Question-and-Answer Session
Operator
Sure. [Operator Instructions]. Your first question comes from the line of Sean McGowan with Wedbush Morgan. Please proceed.
Sean McGowan - Wedbush Morgan Securities, Inc.
Thank you. Firstly a question regarding the new distribution center opening. When do you expect that to have any adverse impact on earnings ahead of the opening or around the time of the opening and then secondly related to that when would you expect it to start providing some positive leverage?
Edward W. Stack - Chairman and Chief Executive Officer
We expect in the first year would have a very slight impact but by the second year as we realign stores, we are going to be in good shape.
Sean McGowan - Wedbush Morgan Securities, Inc.
When you say a first year, do you mean 2008 or the first year after it's open.
Edward W. Stack - Chairman and Chief Executive Officer
2008.
Sean McGowan - Wedbush Morgan Securities, Inc.
Okay. And then second question, is there any impact in any of your markets either in the second quarter or the third quarter expected from either new sales tax holidays or shifts in sales tax holidays that you can measure?
Timothy E. Kullman - Senior Vice President and Chief Financial Officer
There has been a few shifts here and there, but nothing meaningful.
Sean McGowan - Wedbush Morgan Securities, Inc.
Okay. That's it from me. Thank you.
Operator
Your next question comes from the line of Michael Baker with Deutsche Bank. Please proceed.
Michael Baker - Deutsche Bank Securities, Inc.
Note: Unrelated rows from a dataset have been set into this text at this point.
use super::*;

#[test]
fn decode_image_premultiplies() {
    let png = Raster::from_straight_rgba(1, 1, vec![100, 50, 200, 128])
        .unwrap()
        .encode_png()
        .unwrap();
    let r = decode_image(&png).unwrap();
    assert_eq!(r.dimensions(), (1, 1));
    assert_eq!(r.pixel(0, 0).unwrap()[3], 128);
    assert!(r.pixel(0, 0).unwrap()[2] < 200);
}

#[test]
fn decode_image_rejects_garbage() {
    assert!(decode_image(b"not an image").is_err());
}

#[test]
fn data_url_split() {
    let url = encode_data_url("image/png", &[1, 2, 3]);
    assert!(url.starts_with("data:image/png;base64,"));
    let (mime, bytes) = decode_data_url(&url).unwrap();
    assert_eq!(mime, "image/png");
    assert_eq!(bytes, vec![1, 2, 3]);
}

#[test]
fn data_url_errors() {
    assert!(decode_data_url("http://example.com/a.png").is_err());
    assert!(decode_data_url("data:image/png;base64").is_err());
    assert!(decode_data_url("data:text/plain,hello").is_err());
    assert!(decode_data_url("data:image/png;base64,@@@").is_err());
    let text = encode_data_url("text/plain", b"hi");
    assert!(raster_from_data_url(&text).is_err());
}

#[test]
fn raster_survives_png_data_url() {
    let src = Raster::filled(3, 2, [10, 20, 30, 255]);
    let url = raster_to_png_data_url(&src).unwrap();
    assert_eq!(raster_from_data_url(&url).unwrap(), src);
}
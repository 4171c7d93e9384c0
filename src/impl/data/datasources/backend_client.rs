use std::{sync::Arc, time::Duration};

use fractic_server_error::ServerError;
use reqwest::{
    header::{HeaderMap, HeaderValue, AUTHORIZATION},
    Method, RequestBuilder, Response, Url,
};
use tokio::sync::RwLock;

use crate::{
    config::BackendConfig,
    errors::{BackendRequestFailed, InvalidConfig},
};

/// Access token of the signed-in user, shared between the auth side (which
/// sets it) and the table side (which sends it).
pub type SharedAccessToken = Arc<RwLock<Option<String>>>;

/// HTTP plumbing shared by the table and auth datasources.
pub struct BackendClient {
    http: reqwest::Client,
    config: BackendConfig,
    access_token: SharedAccessToken,
}

impl BackendClient {
    pub fn new(config: BackendConfig) -> Result<Self, ServerError> {
        let http = reqwest::Client::builder()
            .timeout(Duration::from_secs(config.request_timeout_secs))
            .build()
            .map_err(|e| InvalidConfig::with_debug(&e))?;
        Ok(Self {
            http,
            config,
            access_token: Arc::new(RwLock::new(None)),
        })
    }

    pub fn config(&self) -> &BackendConfig {
        &self.config
    }

    pub fn access_token(&self) -> SharedAccessToken {
        self.access_token.clone()
    }

    /// Builds `<base url>/<path>`.
    pub fn endpoint(&self, path: &str) -> Result<Url, ServerError> {
        let raw = format!(
            "{}/{}",
            self.config.url.trim_end_matches('/'),
            path.trim_start_matches('/')
        );
        Url::parse(&raw).map_err(|e| InvalidConfig::with_debug(&e))
    }

    /// Request carrying the API key, authorized as `bearer` if given, else
    /// as the signed-in user, else anonymously.
    pub async fn request(
        &self,
        method: Method,
        url: Url,
        bearer: Option<&str>,
    ) -> Result<RequestBuilder, ServerError> {
        let token = match bearer {
            Some(token) => token.to_string(),
            None => self
                .access_token
                .read()
                .await
                .clone()
                .unwrap_or_else(|| self.config.anon_key.clone()),
        };
        let mut headers = HeaderMap::new();
        headers.insert(
            "apikey",
            HeaderValue::from_str(&self.config.anon_key).map_err(|e| InvalidConfig::with_debug(&e))?,
        );
        headers.insert(
            AUTHORIZATION,
            HeaderValue::from_str(&format!("Bearer {token}"))
                .map_err(|e| InvalidConfig::with_debug(&e))?,
        );
        Ok(self.http.request(method, url).headers(headers))
    }

    /// Sends the request and fails on transport errors and non-2xx statuses.
    pub async fn execute(
        &self,
        endpoint: &str,
        request: RequestBuilder,
    ) -> Result<Response, ServerError> {
        let response = request
            .send()
            .await
            .map_err(|e| BackendRequestFailed::with_debug(endpoint, &e))?;
        let status = response.status();
        if status.is_success() {
            return Ok(response);
        }
        let body = response.text().await.unwrap_or_default();
        Err(BackendRequestFailed::with_debug(
            endpoint,
            &format!("status {status}: {body}"),
        ))
    }
}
Hi. Thanks guys. So, two questions: one, the comp in the third quarter, I understand the calendar shifts, I understand the tough comparison, but so you are up against a nine, I mean, jeez, you are up against a 6.5 in the second quarter and you still comped north of seven or north of five with the adjustments. So the third quarter being guided negative, is it because of the weather at the end of the third quarter last year that you talked about? Is it... there's some trend that you have seen towards the end of the second quarter which sounds like consumers are weak, generally speaking, or is there something else we need to think about there? Then my second question would be on Golf Galaxy, it sounds like you paid it off a little bit... the debt a little bit quicker than expected, yet you are only $0.02 accretive, I am wandering as if you could square that for me. Thanks.